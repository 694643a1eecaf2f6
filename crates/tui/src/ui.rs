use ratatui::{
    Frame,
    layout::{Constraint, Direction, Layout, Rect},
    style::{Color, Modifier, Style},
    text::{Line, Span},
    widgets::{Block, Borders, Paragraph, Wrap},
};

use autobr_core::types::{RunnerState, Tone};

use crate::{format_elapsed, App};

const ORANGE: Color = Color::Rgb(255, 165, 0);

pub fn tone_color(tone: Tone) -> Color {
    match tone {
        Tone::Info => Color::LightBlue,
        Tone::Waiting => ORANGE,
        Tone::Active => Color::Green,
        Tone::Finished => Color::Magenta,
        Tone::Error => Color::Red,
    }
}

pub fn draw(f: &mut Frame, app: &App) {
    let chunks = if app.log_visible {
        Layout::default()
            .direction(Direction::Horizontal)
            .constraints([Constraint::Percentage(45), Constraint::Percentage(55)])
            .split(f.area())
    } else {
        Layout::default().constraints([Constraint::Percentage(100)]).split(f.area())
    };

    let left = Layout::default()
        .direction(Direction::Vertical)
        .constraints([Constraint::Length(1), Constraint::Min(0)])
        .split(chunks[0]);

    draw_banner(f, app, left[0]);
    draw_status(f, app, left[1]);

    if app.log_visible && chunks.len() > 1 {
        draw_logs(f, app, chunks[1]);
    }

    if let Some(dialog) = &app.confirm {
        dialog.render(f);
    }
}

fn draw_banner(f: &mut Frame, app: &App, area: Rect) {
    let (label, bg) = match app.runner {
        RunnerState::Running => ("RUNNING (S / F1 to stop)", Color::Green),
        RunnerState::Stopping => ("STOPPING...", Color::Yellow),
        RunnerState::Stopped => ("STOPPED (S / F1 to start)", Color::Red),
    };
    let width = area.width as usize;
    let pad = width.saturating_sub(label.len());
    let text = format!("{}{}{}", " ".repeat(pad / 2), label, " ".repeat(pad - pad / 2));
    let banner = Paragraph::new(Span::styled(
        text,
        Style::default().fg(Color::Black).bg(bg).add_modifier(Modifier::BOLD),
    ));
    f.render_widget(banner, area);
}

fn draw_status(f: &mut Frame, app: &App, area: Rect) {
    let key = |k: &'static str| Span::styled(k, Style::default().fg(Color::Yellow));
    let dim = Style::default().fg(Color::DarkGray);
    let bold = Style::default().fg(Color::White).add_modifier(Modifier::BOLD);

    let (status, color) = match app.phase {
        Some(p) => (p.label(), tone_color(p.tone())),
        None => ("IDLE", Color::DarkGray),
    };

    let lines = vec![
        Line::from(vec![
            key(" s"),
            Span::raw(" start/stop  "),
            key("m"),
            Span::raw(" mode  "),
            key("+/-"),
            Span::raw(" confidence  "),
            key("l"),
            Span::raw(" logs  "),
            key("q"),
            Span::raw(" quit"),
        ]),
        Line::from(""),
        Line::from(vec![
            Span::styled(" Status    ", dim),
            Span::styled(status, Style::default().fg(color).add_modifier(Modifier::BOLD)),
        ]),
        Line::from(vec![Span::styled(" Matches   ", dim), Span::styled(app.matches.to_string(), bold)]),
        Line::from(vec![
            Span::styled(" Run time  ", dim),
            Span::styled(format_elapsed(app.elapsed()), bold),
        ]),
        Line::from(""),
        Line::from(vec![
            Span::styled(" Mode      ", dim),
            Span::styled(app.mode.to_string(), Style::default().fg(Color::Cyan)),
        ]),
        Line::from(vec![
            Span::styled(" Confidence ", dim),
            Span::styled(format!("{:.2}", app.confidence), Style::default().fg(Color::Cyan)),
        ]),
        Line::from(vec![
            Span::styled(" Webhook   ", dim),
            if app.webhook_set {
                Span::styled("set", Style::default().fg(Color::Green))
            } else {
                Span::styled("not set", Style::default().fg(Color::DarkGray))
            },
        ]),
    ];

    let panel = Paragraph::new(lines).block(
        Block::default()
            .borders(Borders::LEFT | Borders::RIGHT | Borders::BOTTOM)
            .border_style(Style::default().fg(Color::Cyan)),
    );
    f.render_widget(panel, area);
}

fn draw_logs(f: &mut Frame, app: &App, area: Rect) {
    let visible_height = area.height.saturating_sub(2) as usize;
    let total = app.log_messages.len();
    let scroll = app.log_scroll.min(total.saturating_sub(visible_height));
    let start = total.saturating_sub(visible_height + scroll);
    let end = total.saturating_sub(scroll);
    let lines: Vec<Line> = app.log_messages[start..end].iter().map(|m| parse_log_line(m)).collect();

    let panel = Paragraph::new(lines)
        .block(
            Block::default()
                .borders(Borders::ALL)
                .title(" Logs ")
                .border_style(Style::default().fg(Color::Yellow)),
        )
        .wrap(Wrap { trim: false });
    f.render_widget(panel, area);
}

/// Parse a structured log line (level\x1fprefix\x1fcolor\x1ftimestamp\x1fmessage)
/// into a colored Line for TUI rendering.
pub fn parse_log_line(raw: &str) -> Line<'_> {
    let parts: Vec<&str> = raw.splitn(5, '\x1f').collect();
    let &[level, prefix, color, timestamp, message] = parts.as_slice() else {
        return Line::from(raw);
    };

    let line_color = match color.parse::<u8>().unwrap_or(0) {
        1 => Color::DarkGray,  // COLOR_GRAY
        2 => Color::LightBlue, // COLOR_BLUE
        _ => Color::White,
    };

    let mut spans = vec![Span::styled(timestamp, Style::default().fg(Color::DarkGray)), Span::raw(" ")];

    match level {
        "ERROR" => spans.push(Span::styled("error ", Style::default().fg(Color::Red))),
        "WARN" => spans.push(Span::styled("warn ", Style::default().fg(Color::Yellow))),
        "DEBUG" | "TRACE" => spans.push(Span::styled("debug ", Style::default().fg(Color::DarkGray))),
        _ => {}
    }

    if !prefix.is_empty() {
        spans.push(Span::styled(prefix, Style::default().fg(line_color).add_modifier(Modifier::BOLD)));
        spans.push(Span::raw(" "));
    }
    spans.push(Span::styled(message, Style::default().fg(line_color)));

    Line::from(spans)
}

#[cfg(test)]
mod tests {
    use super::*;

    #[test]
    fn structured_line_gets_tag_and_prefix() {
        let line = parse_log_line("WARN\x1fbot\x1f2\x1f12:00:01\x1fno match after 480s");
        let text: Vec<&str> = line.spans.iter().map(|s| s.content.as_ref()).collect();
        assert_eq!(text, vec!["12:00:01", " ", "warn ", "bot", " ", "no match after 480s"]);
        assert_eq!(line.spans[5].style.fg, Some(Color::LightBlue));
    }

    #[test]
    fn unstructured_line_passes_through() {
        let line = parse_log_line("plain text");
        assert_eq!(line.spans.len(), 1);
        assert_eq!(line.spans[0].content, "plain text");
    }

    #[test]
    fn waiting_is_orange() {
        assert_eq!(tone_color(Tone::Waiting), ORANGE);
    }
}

--

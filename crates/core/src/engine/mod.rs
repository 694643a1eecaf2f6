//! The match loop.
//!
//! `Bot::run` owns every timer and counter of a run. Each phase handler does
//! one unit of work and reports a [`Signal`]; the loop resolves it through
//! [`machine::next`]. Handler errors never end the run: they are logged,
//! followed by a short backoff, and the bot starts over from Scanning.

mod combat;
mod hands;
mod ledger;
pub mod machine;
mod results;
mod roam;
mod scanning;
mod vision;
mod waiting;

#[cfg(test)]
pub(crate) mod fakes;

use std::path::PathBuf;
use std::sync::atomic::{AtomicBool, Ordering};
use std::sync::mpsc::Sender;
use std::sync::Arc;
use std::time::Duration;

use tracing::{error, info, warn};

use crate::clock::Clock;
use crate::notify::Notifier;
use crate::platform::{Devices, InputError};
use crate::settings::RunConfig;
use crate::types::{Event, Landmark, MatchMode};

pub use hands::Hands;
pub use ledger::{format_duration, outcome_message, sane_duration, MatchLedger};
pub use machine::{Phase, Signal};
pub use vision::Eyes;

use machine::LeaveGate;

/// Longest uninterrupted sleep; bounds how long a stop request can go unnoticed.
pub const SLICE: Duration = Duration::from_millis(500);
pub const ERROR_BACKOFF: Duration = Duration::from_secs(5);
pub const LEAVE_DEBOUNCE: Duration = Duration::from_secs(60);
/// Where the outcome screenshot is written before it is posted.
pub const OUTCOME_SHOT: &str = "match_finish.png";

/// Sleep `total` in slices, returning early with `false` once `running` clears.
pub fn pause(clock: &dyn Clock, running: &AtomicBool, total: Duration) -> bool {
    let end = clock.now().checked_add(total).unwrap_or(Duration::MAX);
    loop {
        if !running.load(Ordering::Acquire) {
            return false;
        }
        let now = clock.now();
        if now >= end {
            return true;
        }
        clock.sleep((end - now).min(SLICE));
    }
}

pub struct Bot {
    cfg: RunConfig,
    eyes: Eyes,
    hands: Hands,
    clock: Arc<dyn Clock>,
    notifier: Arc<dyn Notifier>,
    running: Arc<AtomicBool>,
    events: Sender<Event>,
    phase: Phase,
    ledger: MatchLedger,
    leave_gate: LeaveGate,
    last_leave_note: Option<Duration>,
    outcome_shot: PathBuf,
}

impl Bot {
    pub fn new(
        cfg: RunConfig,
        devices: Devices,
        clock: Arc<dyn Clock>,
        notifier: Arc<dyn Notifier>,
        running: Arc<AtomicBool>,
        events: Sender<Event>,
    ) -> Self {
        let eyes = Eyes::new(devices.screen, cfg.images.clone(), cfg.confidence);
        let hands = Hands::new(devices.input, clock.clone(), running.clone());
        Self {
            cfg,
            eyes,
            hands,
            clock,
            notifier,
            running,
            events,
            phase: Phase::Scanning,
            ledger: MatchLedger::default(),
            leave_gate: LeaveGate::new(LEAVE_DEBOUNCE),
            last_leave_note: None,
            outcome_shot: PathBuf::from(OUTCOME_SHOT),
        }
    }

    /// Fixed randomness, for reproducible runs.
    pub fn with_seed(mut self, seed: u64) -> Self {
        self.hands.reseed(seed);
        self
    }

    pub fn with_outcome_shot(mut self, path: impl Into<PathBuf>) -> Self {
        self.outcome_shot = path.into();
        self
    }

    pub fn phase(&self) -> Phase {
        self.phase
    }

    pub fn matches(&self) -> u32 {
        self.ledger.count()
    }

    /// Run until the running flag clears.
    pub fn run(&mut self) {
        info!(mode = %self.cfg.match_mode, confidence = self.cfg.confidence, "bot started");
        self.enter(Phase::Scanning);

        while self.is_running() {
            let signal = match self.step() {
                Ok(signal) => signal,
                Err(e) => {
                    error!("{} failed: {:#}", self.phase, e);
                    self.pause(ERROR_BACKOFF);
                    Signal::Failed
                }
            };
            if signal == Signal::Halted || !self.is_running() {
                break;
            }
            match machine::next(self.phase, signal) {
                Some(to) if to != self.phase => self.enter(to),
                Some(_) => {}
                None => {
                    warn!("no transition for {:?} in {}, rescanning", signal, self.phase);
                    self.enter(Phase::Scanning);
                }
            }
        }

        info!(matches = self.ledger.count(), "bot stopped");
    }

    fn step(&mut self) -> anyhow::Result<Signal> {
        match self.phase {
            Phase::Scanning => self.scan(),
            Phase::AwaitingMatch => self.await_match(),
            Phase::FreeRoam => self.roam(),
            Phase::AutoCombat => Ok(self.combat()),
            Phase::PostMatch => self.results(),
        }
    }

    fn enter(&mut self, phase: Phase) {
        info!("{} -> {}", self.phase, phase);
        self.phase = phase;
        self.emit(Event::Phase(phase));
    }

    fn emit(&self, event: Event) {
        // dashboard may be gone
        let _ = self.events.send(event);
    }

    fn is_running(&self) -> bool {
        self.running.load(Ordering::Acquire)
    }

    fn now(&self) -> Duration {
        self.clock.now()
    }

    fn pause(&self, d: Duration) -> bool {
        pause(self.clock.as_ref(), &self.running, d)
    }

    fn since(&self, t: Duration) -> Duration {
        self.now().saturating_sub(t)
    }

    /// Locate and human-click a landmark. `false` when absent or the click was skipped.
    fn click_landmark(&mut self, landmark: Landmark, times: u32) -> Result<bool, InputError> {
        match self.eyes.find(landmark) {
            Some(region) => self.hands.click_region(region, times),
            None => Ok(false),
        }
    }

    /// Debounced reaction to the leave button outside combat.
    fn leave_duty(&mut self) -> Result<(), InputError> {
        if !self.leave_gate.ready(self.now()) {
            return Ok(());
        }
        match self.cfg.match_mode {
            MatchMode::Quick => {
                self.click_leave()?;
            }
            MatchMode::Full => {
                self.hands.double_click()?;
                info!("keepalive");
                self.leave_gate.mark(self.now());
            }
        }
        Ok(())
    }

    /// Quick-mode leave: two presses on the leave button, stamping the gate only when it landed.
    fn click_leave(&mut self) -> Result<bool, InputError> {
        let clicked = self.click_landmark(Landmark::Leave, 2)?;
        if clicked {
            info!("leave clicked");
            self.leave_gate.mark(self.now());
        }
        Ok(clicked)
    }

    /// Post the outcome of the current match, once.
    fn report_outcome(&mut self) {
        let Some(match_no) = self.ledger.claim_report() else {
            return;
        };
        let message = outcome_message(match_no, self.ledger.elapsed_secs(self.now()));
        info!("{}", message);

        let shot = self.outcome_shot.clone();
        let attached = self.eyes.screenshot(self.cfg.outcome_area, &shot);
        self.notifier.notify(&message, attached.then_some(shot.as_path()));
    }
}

--

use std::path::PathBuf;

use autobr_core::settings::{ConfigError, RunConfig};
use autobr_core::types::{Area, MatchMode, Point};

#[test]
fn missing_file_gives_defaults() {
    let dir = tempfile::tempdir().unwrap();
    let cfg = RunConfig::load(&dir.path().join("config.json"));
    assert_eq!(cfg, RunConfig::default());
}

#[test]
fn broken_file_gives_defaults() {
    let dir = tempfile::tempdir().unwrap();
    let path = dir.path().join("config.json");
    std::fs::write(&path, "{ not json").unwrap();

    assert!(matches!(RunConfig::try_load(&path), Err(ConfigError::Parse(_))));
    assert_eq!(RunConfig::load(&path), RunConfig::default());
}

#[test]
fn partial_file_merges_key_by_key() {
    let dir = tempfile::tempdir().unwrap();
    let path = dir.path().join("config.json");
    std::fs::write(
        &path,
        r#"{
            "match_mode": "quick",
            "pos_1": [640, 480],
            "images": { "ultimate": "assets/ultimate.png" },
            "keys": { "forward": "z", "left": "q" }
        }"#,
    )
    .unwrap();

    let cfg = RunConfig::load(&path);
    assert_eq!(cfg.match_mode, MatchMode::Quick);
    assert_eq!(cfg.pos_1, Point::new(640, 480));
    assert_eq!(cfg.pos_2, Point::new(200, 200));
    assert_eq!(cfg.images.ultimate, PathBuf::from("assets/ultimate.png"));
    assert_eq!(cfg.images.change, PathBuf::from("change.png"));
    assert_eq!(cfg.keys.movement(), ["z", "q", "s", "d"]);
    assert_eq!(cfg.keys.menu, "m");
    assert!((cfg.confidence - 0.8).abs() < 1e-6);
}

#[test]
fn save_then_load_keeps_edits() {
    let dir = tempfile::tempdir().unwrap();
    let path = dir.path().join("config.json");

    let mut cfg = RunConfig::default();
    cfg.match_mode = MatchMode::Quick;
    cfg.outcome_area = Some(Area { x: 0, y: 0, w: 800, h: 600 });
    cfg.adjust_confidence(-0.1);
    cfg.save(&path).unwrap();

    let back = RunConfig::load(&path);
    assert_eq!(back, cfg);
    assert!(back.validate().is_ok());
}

--

▸ YOUR ASSIGNMENT
Line count for the string "clears": work it out from the records above and reply with the number alone.

▸ ANSWER AREA
2